__EXERCISE DIRECTIONS__: Scan the entries for the word "ApplicationWithPet". Every line that has it should be copied.

__RECORD EXCERPTS__:
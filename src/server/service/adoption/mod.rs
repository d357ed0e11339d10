//! Adoption application service layer.
//!
//! Applications move from Pending to Approved or Declined. The applicant can read and
//! withdraw their own applications; the owner of the pet's shelter can read them and set
//! their status.

#[cfg(test)]
mod tests;

use sea_orm::DatabaseConnection;

use crate::{
    model::adoption::{AdoptionDto, RegisterAdoptionRequest, UpdateAdoptionStatusRequest},
    server::{
        data::{
            adoption::{AdoptionRepository, ApplicationWithPet},
            pet::PetRepository,
            shelter::ShelterRepository,
            user::UserRepository,
        },
        error::{
            adoption::AdoptionError, pet::PetError, shelter::ShelterError, user::UserError, Error,
        },
    },
};

pub struct AdoptionService<'a> {
    db: &'a DatabaseConnection,
}

impl<'a> AdoptionService<'a> {
    /// Creates a new instance of [`AdoptionService`]
    pub fn new(db: &'a DatabaseConnection) -> Self {
        Self { db }
    }

    /// Submits a pending adoption application by the user for a pet.
    ///
    /// # Returns
    /// - `Ok(AdoptionDto)` - The created application
    /// - `Err(Error::UserError(NotFound))` - User does not exist
    /// - `Err(Error::PetError(NotFound))` - Pet does not exist
    pub async fn register_adoption(
        &self,
        user_id: i32,
        request: RegisterAdoptionRequest,
    ) -> Result<AdoptionDto, Error> {
        if UserRepository::new(self.db).get(user_id).await?.is_none() {
            return Err(UserError::NotFound(user_id).into());
        }

        let pet = PetRepository::new(self.db)
            .get(request.pet_id)
            .await?
            .ok_or(PetError::NotFound(request.pet_id))?;

        let application = AdoptionRepository::new(self.db)
            .create(user_id, pet.id)
            .await?;

        tracing::info!(
            user_id = %user_id,
            pet_id = %pet.id,
            application_id = %application.id,
            "Submitted adoption application"
        );

        Ok(AdoptionDto::from((application, Some(pet))))
    }

    /// Gets an application visible to the user as its applicant or as the pet's shelter owner.
    pub async fn get_adoption(
        &self,
        user_id: i32,
        application_id: i32,
    ) -> Result<AdoptionDto, Error> {
        let (application, pet) = self.find_application(application_id).await?;

        if application.user_id != user_id && !self.owns_pet_shelter(user_id, pet.as_ref()).await? {
            return Err(AdoptionError::NotOwner {
                application_id,
                user_id,
            }
            .into());
        }

        Ok(AdoptionDto::from((application, pet)))
    }

    /// Gets all applications submitted by the user.
    pub async fn get_user_adoptions(&self, user_id: i32) -> Result<Vec<AdoptionDto>, Error> {
        let applications = AdoptionRepository::new(self.db)
            .get_by_user_id(user_id)
            .await?;

        Ok(applications.into_iter().map(AdoptionDto::from).collect())
    }

    /// Gets all applications for pets in the user's shelter.
    ///
    /// # Returns
    /// - `Ok(Vec<AdoptionDto>)` - Applications for the shelter's pets
    /// - `Err(Error::ShelterError(NotFoundForUser))` - User has no shelter
    pub async fn get_shelter_adoptions(&self, user_id: i32) -> Result<Vec<AdoptionDto>, Error> {
        let shelter = ShelterRepository::new(self.db)
            .get_by_user_id(user_id)
            .await?
            .ok_or(ShelterError::NotFoundForUser(user_id))?;

        let applications = AdoptionRepository::new(self.db)
            .get_by_shelter_id(shelter.id)
            .await?;

        Ok(applications.into_iter().map(AdoptionDto::from).collect())
    }

    /// Sets the status of an application for a pet in the user's shelter.
    pub async fn update_adoption_status(
        &self,
        user_id: i32,
        application_id: i32,
        request: UpdateAdoptionStatusRequest,
    ) -> Result<AdoptionDto, Error> {
        let (_, pet) = self.find_application(application_id).await?;

        if !self.owns_pet_shelter(user_id, pet.as_ref()).await? {
            return Err(AdoptionError::NotOwner {
                application_id,
                user_id,
            }
            .into());
        }

        let application = AdoptionRepository::new(self.db)
            .update_status(application_id, request.status.into())
            .await?
            .ok_or(AdoptionError::NotFound(application_id))?;

        tracing::info!(
            user_id = %user_id,
            application_id = %application_id,
            status = ?request.status,
            "Updated adoption application status"
        );

        Ok(AdoptionDto::from((application, pet)))
    }

    /// Withdraws an application, only the applicant may do so.
    pub async fn remove_adoption(&self, user_id: i32, application_id: i32) -> Result<(), Error> {
        let (application, _) = self.find_application(application_id).await?;

        if application.user_id != user_id {
            return Err(AdoptionError::NotOwner {
                application_id,
                user_id,
            }
            .into());
        }

        AdoptionRepository::new(self.db)
            .delete(application_id)
            .await?;

        Ok(())
    }

    async fn find_application(&self, application_id: i32) -> Result<ApplicationWithPet, Error> {
        let application = AdoptionRepository::new(self.db)
            .get_with_pet(application_id)
            .await?
            .ok_or(AdoptionError::NotFound(application_id))?;

        Ok(application)
    }

    async fn owns_pet_shelter(
        &self,
        user_id: i32,
        pet: Option<&entity::pet::Model>,
    ) -> Result<bool, Error> {
        let Some(pet) = pet else {
            return Ok(false);
        };

        let shelter = ShelterRepository::new(self.db).get(pet.shelter_id).await?;

        Ok(shelter.is_some_and(|shelter| shelter.user_id == user_id))
    }
}
use chrono::{NaiveDate, NaiveDateTime};
use serde::{Deserialize, Serialize};
use utoipa::ToSchema;
use validator::Validate;

use crate::model::shelter::ShelterInfoDto;

#[derive(Clone, Copy, Debug, Default, PartialEq, Eq, Serialize, Deserialize, ToSchema)]
pub enum Gender {
    #[default]
    Unknown,
    Male,
    Female,
}

#[derive(Clone, Copy, Debug, Default, PartialEq, Eq, Serialize, Deserialize, ToSchema)]
pub enum Species {
    #[default]
    Undefined,
    Cat,
    Dog,
}

#[derive(Clone, Debug, Serialize, Deserialize, ToSchema, Validate)]
pub struct RegisterPetRequest {
    #[validate(length(min = 1, max = 50, message = "Pet name must be between 1 and 50 characters"))]
    pub name: String,
    /// Date of birth formatted as `yyyy-MM-dd`
    pub birthdate: String,
    #[serde(default)]
    pub gender: Gender,
    #[serde(default)]
    pub species: Species,
    #[validate(length(min = 1, max = 50, message = "Breed must be between 1 and 50 characters"))]
    pub breed: Option<String>,
    #[validate(length(min = 1, max = 1000, message = "Description must be between 1 and 1000 characters"))]
    pub description: Option<String>,
    #[validate(url(message = "Image URL must be a valid URL"))]
    pub image_url: Option<String>,
    #[serde(default)]
    pub is_neutered: bool,
    #[serde(default)]
    pub has_pedigree: bool,
    pub shelter_id: i32,
}

/// Partial pet update, omitted fields are left unchanged
#[derive(Clone, Debug, Default, Serialize, Deserialize, ToSchema, Validate)]
pub struct UpdatePetRequest {
    #[validate(length(min = 1, max = 50, message = "Pet name must be between 1 and 50 characters"))]
    pub name: Option<String>,
    /// Date of birth formatted as `yyyy-MM-dd`
    pub birthdate: Option<String>,
    pub gender: Option<Gender>,
    pub species: Option<Species>,
    #[validate(length(min = 1, max = 50, message = "Breed must be between 1 and 50 characters"))]
    pub breed: Option<String>,
    #[validate(length(min = 1, max = 1000, message = "Description must be between 1 and 1000 characters"))]
    pub description: Option<String>,
    #[validate(url(message = "Image URL must be a valid URL"))]
    pub image_url: Option<String>,
    pub is_neutered: Option<bool>,
    pub has_pedigree: Option<bool>,
}

#[derive(Clone, Debug, PartialEq, Eq, Serialize, Deserialize, ToSchema)]
pub struct PetDto {
    pub id: i32,
    pub name: String,
    pub birthdate: NaiveDate,
    pub gender: Gender,
    pub species: Species,
    pub breed: String,
    pub description: String,
    pub image_url: Option<String>,
    pub is_neutered: bool,
    pub has_pedigree: bool,
    pub shelter_id: i32,
    pub created_at: NaiveDateTime,
    pub shelter: Option<ShelterInfoDto>,
}

#[derive(Clone, Debug, PartialEq, Eq, Serialize, Deserialize, ToSchema)]
pub struct PetSummaryDto {
    pub id: i32,
    pub name: String,
    pub birthdate: NaiveDate,
    pub gender: Gender,
    pub species: Species,
    pub image_url: Option<String>,
}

__WRITTEN ANSWER__:
            adoption::{AdoptionRepository, ApplicationWithPet},
    async fn find_application(&self, application_id: i32) -> Result<ApplicationWithPet, Error> {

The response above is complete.